### [Work request]
Report how many lines in the data include the string "usize", and add nothing else.

### [Dataset records]
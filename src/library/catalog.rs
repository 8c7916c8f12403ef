//! The per-category catalog: `<category>/index.json`.
//!
//! A catalog is a JSON array of entries keyed by slug id. The file is
//! the authoritative index for its category; per-language text records
//! are derived artifacts kept in lockstep with it.

use std::collections::BTreeMap;
use std::fs;
use std::path::{Path, PathBuf};

use serde::{Deserialize, Serialize};

use crate::error::{MutunError, Result};

/// Derive a slug id from a display title: lowercased, spaces to hyphens.
pub fn slug_from_title(title: &str) -> String {
    title.to_lowercase().replace(' ', "-")
}

/// Path of the catalog file for a category, relative to the data root.
pub fn catalog_path(root: &Path, category: &str) -> PathBuf {
    root.join(category).join("index.json")
}

/// An entry title. Older catalogs store a flat string, newer ones a
/// per-language map; both forms are read and preserved as-is.
#[derive(Debug, Clone, PartialEq, Eq, Serialize, Deserialize)]
#[serde(untagged)]
pub enum Title {
    Flat(String),
    PerLanguage(BTreeMap<String, String>),
}

impl Title {
    /// The title shown for a given language, falling back to the flat
    /// form or the "en" slot.
    pub fn for_language(&self, language: &str) -> Option<&str> {
        match self {
            Title::Flat(s) => Some(s),
            Title::PerLanguage(map) => map
                .get(language)
                .or_else(|| map.get("en"))
                .map(String::as_str),
        }
    }

    /// The canonical display form, used when re-deriving a slug.
    pub fn display(&self) -> &str {
        match self {
            Title::Flat(s) => s,
            Title::PerLanguage(map) => map
                .get("en")
                .or_else(|| map.values().next())
                .map(String::as_str)
                .unwrap_or(""),
        }
    }
}

/// One catalog entry.
///
/// The key set is the superset of every variant that has existed in
/// the data repository; optional fields are omitted when absent so
/// older readers keep working.
#[derive(Debug, Clone, PartialEq, Serialize, Deserialize)]
pub struct CatalogEntry {
    /// Slug id, unique within the catalog.
    pub id: String,

    pub title: Title,

    #[serde(default)]
    pub description: String,

    /// Number of blocks in the source document.
    pub total_lines: usize,

    /// Ordered language codes this item is stored in.
    pub languages: Vec<String>,

    /// Number of non-heading blocks, when known.
    #[serde(default, skip_serializing_if = "Option::is_none")]
    pub total_lines_text: Option<usize>,

    #[serde(default, skip_serializing_if = "Option::is_none")]
    pub audio_id: Option<String>,

    #[serde(default, skip_serializing_if = "Option::is_none")]
    pub item_type: Option<String>,
}

/// The catalog for one category. Serializes as a bare JSON array.
#[derive(Debug, Clone, Default, PartialEq, Serialize, Deserialize)]
#[serde(transparent)]
pub struct Catalog {
    pub entries: Vec<CatalogEntry>,
}

impl Catalog {
    /// Create an empty catalog.
    pub fn new() -> Self {
        Self::default()
    }

    /// Load the catalog at `path`.
    ///
    /// An absent file is an empty catalog. A present but unparseable
    /// file is [`MutunError::CorruptCatalog`] — the historical "start
    /// fresh" fallback silently discarded every prior entry on the
    /// next save, so it now requires [`Catalog::load_or_reset`].
    pub fn load(path: &Path) -> Result<Self> {
        if !path.exists() {
            return Ok(Self::new());
        }

        let content = fs::read_to_string(path).map_err(|e| MutunError::io(path, e))?;

        serde_json::from_str(&content).map_err(|source| MutunError::CorruptCatalog {
            path: path.to_path_buf(),
            source,
        })
    }

    /// Load the catalog, replacing an unparseable file with an empty
    /// catalog. Prior entries are lost on the next save; the caller
    /// must have confirmed that is intended.
    pub fn load_or_reset(path: &Path) -> Result<Self> {
        match Self::load(path) {
            Err(MutunError::CorruptCatalog { path, .. }) => {
                tracing::warn!(path = %path.display(), "catalog unparseable, starting fresh");
                Ok(Self::new())
            }
            other => other,
        }
    }

    /// Rewrite the catalog file in its entirety.
    pub fn save(&self, path: &Path) -> Result<()> {
        if let Some(parent) = path.parent() {
            fs::create_dir_all(parent).map_err(|e| MutunError::io(parent, e))?;
        }

        // to_string_pretty is deterministic, so repeated saves of the
        // same entries produce byte-identical files.
        let mut content = serde_json::to_string_pretty(&self.entries).map_err(|source| {
            MutunError::CorruptCatalog {
                path: path.to_path_buf(),
                source,
            }
        })?;
        content.push('\n');

        fs::write(path, content).map_err(|e| MutunError::io(path, e))
    }

    /// Replace any entry with the same id, append the new one, and
    /// re-sort by id.
    pub fn upsert(&mut self, entry: CatalogEntry) {
        self.entries.retain(|e| e.id != entry.id);
        self.entries.push(entry);
        self.sort();
    }

    /// Sort entries by id, ascending, case-sensitive ordinal.
    pub fn sort(&mut self) {
        self.entries.sort_by(|a, b| a.id.cmp(&b.id));
    }

    /// Get an entry by id.
    pub fn get(&self, id: &str) -> Option<&CatalogEntry> {
        self.entries.iter().find(|e| e.id == id)
    }

    /// Remove every entry with the given id (stale duplicates included).
    pub fn remove(&mut self, id: &str) -> Option<CatalogEntry> {
        let removed = self.get(id).cloned();
        self.entries.retain(|e| e.id != id);
        removed
    }

    pub fn len(&self) -> usize {
        self.entries.len()
    }

    pub fn is_empty(&self) -> bool {
        self.entries.is_empty()
    }
}

#[cfg(test)]
mod tests {
    use super::*;
    use tempfile::TempDir;

    fn entry(id: &str) -> CatalogEntry {
        CatalogEntry {
            id: id.to_string(),
            title: Title::Flat(id.to_string()),
            description: String::new(),
            total_lines: 3,
            languages: vec!["ar".into(), "transliteration".into(), "en".into()],
            total_lines_text: None,
            audio_id: None,
            item_type: None,
        }
    }

    #[test]
    fn test_slug_from_title() {
        assert_eq!(slug_from_title("Dua Nudba"), "dua-nudba");
        assert_eq!(slug_from_title("After Salat"), "after-salat");
        assert_eq!(slug_from_title("already-slugged"), "already-slugged");
    }

    #[test]
    fn test_upsert_replaces_and_sorts() {
        let mut catalog = Catalog::new();
        catalog.upsert(entry("ziyarat-ashura"));
        catalog.upsert(entry("dua-kumayl"));
        catalog.upsert(entry("ziyarat-ashura"));

        assert_eq!(catalog.len(), 2);
        assert_eq!(catalog.entries[0].id, "dua-kumayl");
        assert_eq!(catalog.entries[1].id, "ziyarat-ashura");
    }

    #[test]
    fn test_upsert_drops_stale_duplicates() {
        let mut catalog = Catalog::new();
        catalog.entries.push(entry("dup"));
        catalog.entries.push(entry("dup"));

        catalog.upsert(entry("dup"));
        assert_eq!(catalog.len(), 1);
    }

    #[test]
    fn test_load_missing_is_empty() {
        let temp = TempDir::new().unwrap();
        let catalog = Catalog::load(&temp.path().join("index.json")).unwrap();
        assert!(catalog.is_empty());
    }

    #[test]
    fn test_load_corrupt_is_an_error() {
        let temp = TempDir::new().unwrap();
        let path = temp.path().join("index.json");
        std::fs::write(&path, "{not json").unwrap();

        let err = Catalog::load(&path).unwrap_err();
        assert!(matches!(err, MutunError::CorruptCatalog { .. }));

        // Explicit opt-in downgrades to an empty catalog.
        let catalog = Catalog::load_or_reset(&path).unwrap();
        assert!(catalog.is_empty());
    }

    #[test]
    fn test_save_is_deterministic() {
        let temp = TempDir::new().unwrap();
        let path = temp.path().join("index.json");

        let mut catalog = Catalog::new();
        catalog.upsert(entry("dua-kumayl"));
        catalog.save(&path).unwrap();
        let first = std::fs::read(&path).unwrap();

        let mut again = Catalog::load(&path).unwrap();
        again.upsert(entry("dua-kumayl"));
        again.save(&path).unwrap();
        let second = std::fs::read(&path).unwrap();

        assert_eq!(first, second);
    }

    #[test]
    fn test_title_forms_round_trip() {
        let flat: Title = serde_json::from_str(r#""After Salat""#).unwrap();
        assert_eq!(flat.display(), "After Salat");

        let map: Title =
            serde_json::from_str(r#"{"ar": "بعد الصلاة", "en": "After Salat"}"#).unwrap();
        assert_eq!(map.for_language("ar"), Some("بعد الصلاة"));
        assert_eq!(map.for_language("transliteration"), Some("After Salat"));
        assert_eq!(map.display(), "After Salat");
    }
}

### [Exercise result]
3